Islet transplantation in Type-I diabetes: current state and prospects

Mandel, T.E.

Annals of the Academy of Medicine Singapore 20(4): 513-518

1991


ISSN/ISBN: 0304-4602
PMID: 1799266
Document Number: 379126
Islet transplantation in Type I diabetes mellitus is appealing because of its potential for curing the disease, its relative simplicity and the potential for immunomodification of the graft so that immunosuppression may be avoided. Transplantation of isolated islets is widely used in experimental animals but has had little impact clinically. In contrast, vascularized pancreas grafts in patients are increasingly successful and this success will inevitably result in an even greater shortage of donor organs for islet isolation.
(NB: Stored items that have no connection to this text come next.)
impl Engine {
    /// Opens (or creates) the database at `db_path`.
    pub fn open(settings: Settings, db_path: &Path) -> Result<Self> {
        let store = IndexStore::open(db_path)?;
        Ok(Self::new(settings, store))
    }

    pub fn new(settings: Settings, store: IndexStore) -> Self {
        let index = Arc::new(Index::new(store, settings.in_memory_mirror));
        let (events, _) = broadcast::channel(EVENT_CAPACITY);
        Self {
            inner: Arc::new(Inner {
                settings: RwLock::new(settings),
                generation: AtomicU64::new(0),
                index,
                state: Arc::new(IndexState::new()),
                listener: Mutex::new(None),
                events,
                recent: Mutex::new(()),
            }),
        }
    }

    /// Brings the engine up without blocking on a crawl.
    ///
    /// An existing index is loaded and marked ready at once; if it is
    /// stale a background rebuild is scheduled after the refresh delay.
    /// Without an index, a crawl is spawned and queries use the live walk
    /// until it completes. Must be called inside a tokio runtime.
    pub fn start(&self) -> Result<Startup> {
        let Some(count) = self.load()? else {
            info!("No index found, building one in the background");
            let engine = self.clone();
            tokio::spawn(async move {
                if let Err(e) = engine.rebuild().await {
                    error!("Initial index build failed: {}", e);
                }
            });
            return Ok(Startup::Indexing);
        };

        if self.settings().watch {
            if let Err(e) = self.start_listener() {
                warn!("Change listener not started: {}", e);
            }
        }

        let refresh_scheduled = self.is_stale()?;
        if refresh_scheduled {
            self.schedule_refresh(self.settings().refresh_delay());
        }

        Ok(Startup::Loaded {
            count,
            refresh_scheduled,
        })
    }

    /// Makes an existing index queryable. None if there is nothing stored.
    ///
    /// Unlike [`Engine::start`] this neither watches nor schedules a refresh.
    pub fn load(&self) -> Result<Option<usize>> {
        let index = &self.inner.index;
        if index.store().is_empty() {
            return Ok(None);
        }

        let count = index.load_mirror()?;
        self.inner.state.set_ready(true);
        self.emit(IndexEvent::Ready { count });
        info!("Index ready with {} records", count);
        Ok(Some(count))
    }

    /// When the last full crawl completed.
    pub fn last_indexed_at(&self) -> Result<Option<DateTime<Utc>>> {
        let millis = self
            .inner
            .index
            .store()
            .get_metadata::<i64>(META_LAST_INDEXED_AT)?;
        Ok(millis.and_then(|ms| Utc.timestamp_millis_opt(ms).single()))
    }

    /// True when the index should be rebuilt: never stamped, too old, or
    /// built for different roots or exclude patterns.
    pub fn is_stale(&self) -> Result<bool> {
        let store = self.inner.index.store();
        let settings = self.settings();

        let Some(last) = store.get_metadata::<i64>(META_LAST_INDEXED_AT)? else {
            return Ok(true);
        };
        let age_ms = Utc::now().timestamp_millis().saturating_sub(last);
        if age_ms > 0 && age_ms as u128 > settings.staleness().as_millis() {
            debug!("Index is {}s old", age_ms / 1000);
            return Ok(true);
        }

        let current: Vec<String> = settings
            .resolved_roots()?
            .iter()
            .map(|r| r.display().to_string())
            .collect();
        let last_roots = store.get_metadata::<Vec<String>>(META_LAST_SEARCH_PATHS)?;
        if last_roots.as_ref() != Some(&current) {
            return Ok(true);
        }

        let last_excludes = store.get_metadata::<Vec<String>>(META_LAST_EXCLUDE_PATTERNS)?;
        Ok(last_excludes.as_ref() != Some(&settings.exclude_patterns))
    }

    /// Searches with the configured result cap and directory filter.
    pub async fn search(&self, query: &str) -> Vec<SearchHit> {
        let options = SearchOptions::from_settings(&self.settings());
        self.search_with(query, options).await
    }

    /// Runs one query. Never fails: problems are logged and yield no hits.
    pub async fn search_with(&self, query: &str, options: SearchOptions) -> Vec<SearchHit> {
        let terms = parse_query(query);
        if terms.is_empty() || options.limit == 0 {
            return Vec::new();
        }
        let fetch = options.limit.saturating_mul(OVERSIZE);

        let candidates = if self.uses_index() {
            match self.inner.index.candidates(&terms, fetch) {
                Ok(records) => {
                    let mut scored: Vec<ScoredCandidate> = records
                        .into_iter()
                        .filter_map(|r| ScoredCandidate::score(r, &terms))
                        .collect();
                    rank(&mut scored);
                    scored
                }
                Err(e) => {
                    error!("Index query failed: {}", e);
                    return Vec::new();
                }
            }
        } else {
            match self.live_candidates(terms, fetch).await {
                Some(found) => found,
                None => return Vec::new(),
            }
        };

        candidates
            .into_iter()
            .filter(|c| !options.directories_only || c.record.is_directory())
            .take(options.limit)
            .map(SearchHit::from)
            .collect()
    }

    fn uses_index(&self) -> bool {
        self.inner.state.is_ready() && !self.inner.index.is_empty()
    }

    async fn live_candidates(&self, terms: Vec<String>, cap: usize) -> Option<Vec<ScoredCandidate>> {
        let settings = self.settings();
        let roots = match settings.resolved_roots() {
            Ok(roots) => roots,
            Err(e) => {
                warn!("Live search has no roots: {}", e);
                return None;
            }
        };
        let policy = settings.exclusion_policy();
        let depth = settings.live_search_max_depth;

        debug!("Index not ready, walking {} root(s) live", roots.len());
        match tokio::task::spawn_blocking(move || search_live(&roots, &policy, depth, &terms, cap))
            .await
        {
            Ok(found) => Some(found),
            Err(e) => {
                error!("Live search failed: {}", e);
                None
            }
        }
    }

    pub fn status(&self) -> IndexStatus {
        IndexStatus {
            ready: self.inner.state.is_ready(),
            count: self.inner.index.count(),
            building: self.inner.state.is_building(),
        }
    }

    /// Rebuilds the index from scratch and waits for it.
    ///
    /// Queries use the live walk until the crawl completes. A request
    /// while a crawl is running does not cancel it and returns
    /// [`Rebuild::AlreadyRunning`].
    pub async fn rebuild(&self) -> Result<Rebuild> {
        self.crawl(true).await
    }

    /// Background variant: the old index keeps answering while it is rebuilt.
    async fn refresh(&self) -> Result<Rebuild> {
        self.crawl(false).await
    }

    async fn crawl(&self, explicit: bool) -> Result<Rebuild> {
        let Some(lock) = BuildLock::acquire(&self.inner.state) else {
            debug!("Rebuild requested while a crawl is running");
            return Ok(Rebuild::AlreadyRunning(self.status()));
        };
        let snapshot = self.snapshot();
        self.crawl_locked(lock, explicit, snapshot).await
    }

    /// Crawls with `snapshot`, then again for as long as the settings
    /// were replaced while a crawl ran.
    async fn crawl_locked(
        &self,
        mut lock: BuildLock,
        explicit: bool,
        mut snapshot: (Settings, u64),
    ) -> Result<Rebuild> {
        loop {
            let (settings, generation) = snapshot;
            self.crawl_once(lock, explicit, settings).await?;
            if generation == self.inner.generation.load(Ordering::Acquire) {
                break;
            }

            info!("Index settings changed during the crawl, crawling again");
            match BuildLock::acquire(&self.inner.state) {
                Some(next) => lock = next,
                // Whoever holds it checks the generation when done.
                None => break,
            }
            snapshot = self.snapshot();
        }

        Ok(Rebuild::Completed(self.status()))
    }

    async fn crawl_once(&self, lock: BuildLock, explicit: bool, settings: Settings) -> Result<()> {
        if explicit {
            self.inner.state.set_ready(false);
        }
        self.stop_listener();

        let options = CrawlOptions::from_settings(&settings)?;
        let index = Arc::clone(&self.inner.index);
        let events = self.inner.events.clone();

        let outcome = tokio::task::spawn_blocking(move || {
            let _lock = lock;
            Crawler::new(index, options).run(|progress| {
                // No subscribers is fine.
                let _ = events.send(IndexEvent::Progress(progress));
            })
        })
        .await?;

        let summary = match outcome {
            Ok(summary) => summary,
            Err(e) => {
                error!("Crawl failed: {}", e);
                self.inner.state.set_ready(false);
                return Err(e.into());
            }
        };

        self.inner.state.set_ready(true);
        self.emit(IndexEvent::Ready {
            count: summary.files_indexed,
        });

        if settings.watch {
            if let Err(e) = self.start_listener() {
                warn!("Change listener not restarted: {}", e);
            }
        }

        Ok(())
    }

    /// Current settings with their generation, read together.
    fn snapshot(&self) -> (Settings, u64) {
        let settings = self.inner.settings.read();
        (
            settings.clone(),
            self.inner.generation.load(Ordering::Acquire),
        )
    }

    fn schedule_refresh(&self, delay: Duration) {
        info!("Index is stale, refreshing in {}ms", delay.as_millis());
        let weak: Weak<Inner> = Arc::downgrade(&self.inner);
        tokio::spawn(async move {
            tokio::time::sleep(delay).await;
            let Some(inner) = weak.upgrade() else {
                return;
            };
            if let Err(e) = (Engine { inner }).refresh().await {
                error!("Background refresh failed: {}", e);
            }
        });
    }

    /// Starts watching the roots. A no-op if already watching.
    pub fn start_listener(&self) -> Result<()> {
        let mut slot = self.inner.listener.lock();
        if slot.is_some() {
            return Ok(());
        }
        let options = ListenerOptions::from_settings(&self.settings())?;
        *slot = Some(ChangeListener::start(
            options,
            Arc::clone(&self.inner.index),
        )?);
        Ok(())
    }

    pub fn stop_listener(&self) {
        if let Some(listener) = self.inner.listener.lock().take() {
            listener.stop();
        }
    }

    pub fn is_listening(&self) -> bool {
        self.inner.listener.lock().is_some()
    }

    /// Applies new settings. Returns true if the index was rebuilt.
    ///
    /// Changing roots, exclusions or depth rebuilds the index and restarts
    /// the listener. Other changes apply in place.
    pub async fn reconfigure(&self, settings: Settings) -> Result<bool> {
        let previous = {
            let mut current = self.inner.settings.write();
            if current.index_changed(&settings) {
                self.inner.generation.fetch_add(1, Ordering::AcqRel);
            }
            std::mem::replace(&mut *current, settings.clone())
        };

        if previous.in_memory_mirror != settings.in_memory_mirror {
            self.inner.index.set_mirror_enabled(settings.in_memory_mirror);
            if settings.in_memory_mirror {
                self.inner.index.load_mirror()?;
            }
        }

        if previous.index_changed(&settings) {
            info!("Index settings changed, rebuilding");
            if let Rebuild::AlreadyRunning(_) = self.rebuild().await? {
                info!("A crawl is running; it will crawl again with the new settings");
            }
            return Ok(true);
        }

        if previous.watch != settings.watch {
            if settings.watch && self.inner.state.is_ready() {
                self.start_listener()?;
            } else if !settings.watch {
                self.stop_listener();
            }
        }
        Ok(false)
    }

    pub fn settings(&self) -> Settings {
        self.inner.settings.read().clone()
    }

    pub fn subscribe(&self) -> broadcast::Receiver<IndexEvent> {
        self.inner.events.subscribe()
    }

    fn emit(&self, event: IndexEvent) {
        let _ = self.inner.events.send(event);
    }

    /// Records a query, newest first, without duplicates.
    pub fn add_recent_search(&self, query: &str) -> Result<Vec<String>> {
        let query = query.trim();
        let _guard = self.inner.recent.lock();
        let mut recent = self.recent_searches()?;
        if query.is_empty() {
            return Ok(recent);
        }

        recent.retain(|q| q != query);
        recent.insert(0, query.to_string());
        recent.truncate(MAX_RECENT_SEARCHES);
        self.inner
            .index
            .store()
            .set_metadata(META_RECENT_SEARCHES, &recent)?;
        Ok(recent)
    }

    pub fn recent_searches(&self) -> Result<Vec<String>> {
        Ok(self
            .inner
            .index
            .store()
            .get_metadata(META_RECENT_SEARCHES)?
            .unwrap_or_default())
    }

    pub fn clear_recent_searches(&self) -> Result<()> {
        let _guard = self.inner.recent.lock();
        self.inner.index.store().remove_metadata(META_RECENT_SEARCHES)?;
        Ok(())
    }
}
Islet grafts can cure diabetes in animal models and prevent the development of diabetic complications, and in some situations even allografts can be accepted and function without immunosuppression. In contrast, vascularized grafts require a major operative procedure and continuing immunosuppression. Recurrence of autoimmune disease in the grafted islets may also be a problem. The shortage of donor tissue may be overcome by the use of xenogeneic islets, perhaps from the pig pancreas. The induction of immunological tolerance has been reported for pig islet xenografts in mice, and xenogeneic islets also appear to be relatively resistant to disease recurrence in a murine model of spontaneous autoimmune diabetes. Thus, vascularized pancreas allografts may be most suitable for and perhaps be restricted to patients who also need a renal transplant and immunosuppression for this, while isolated islet grafts of perhaps xenogeneic origin may become a more suitable treatment for patients early in the course of their disease if adequate immunosuppressive protocols, ideally resulting in immunological tolerance, can be developed.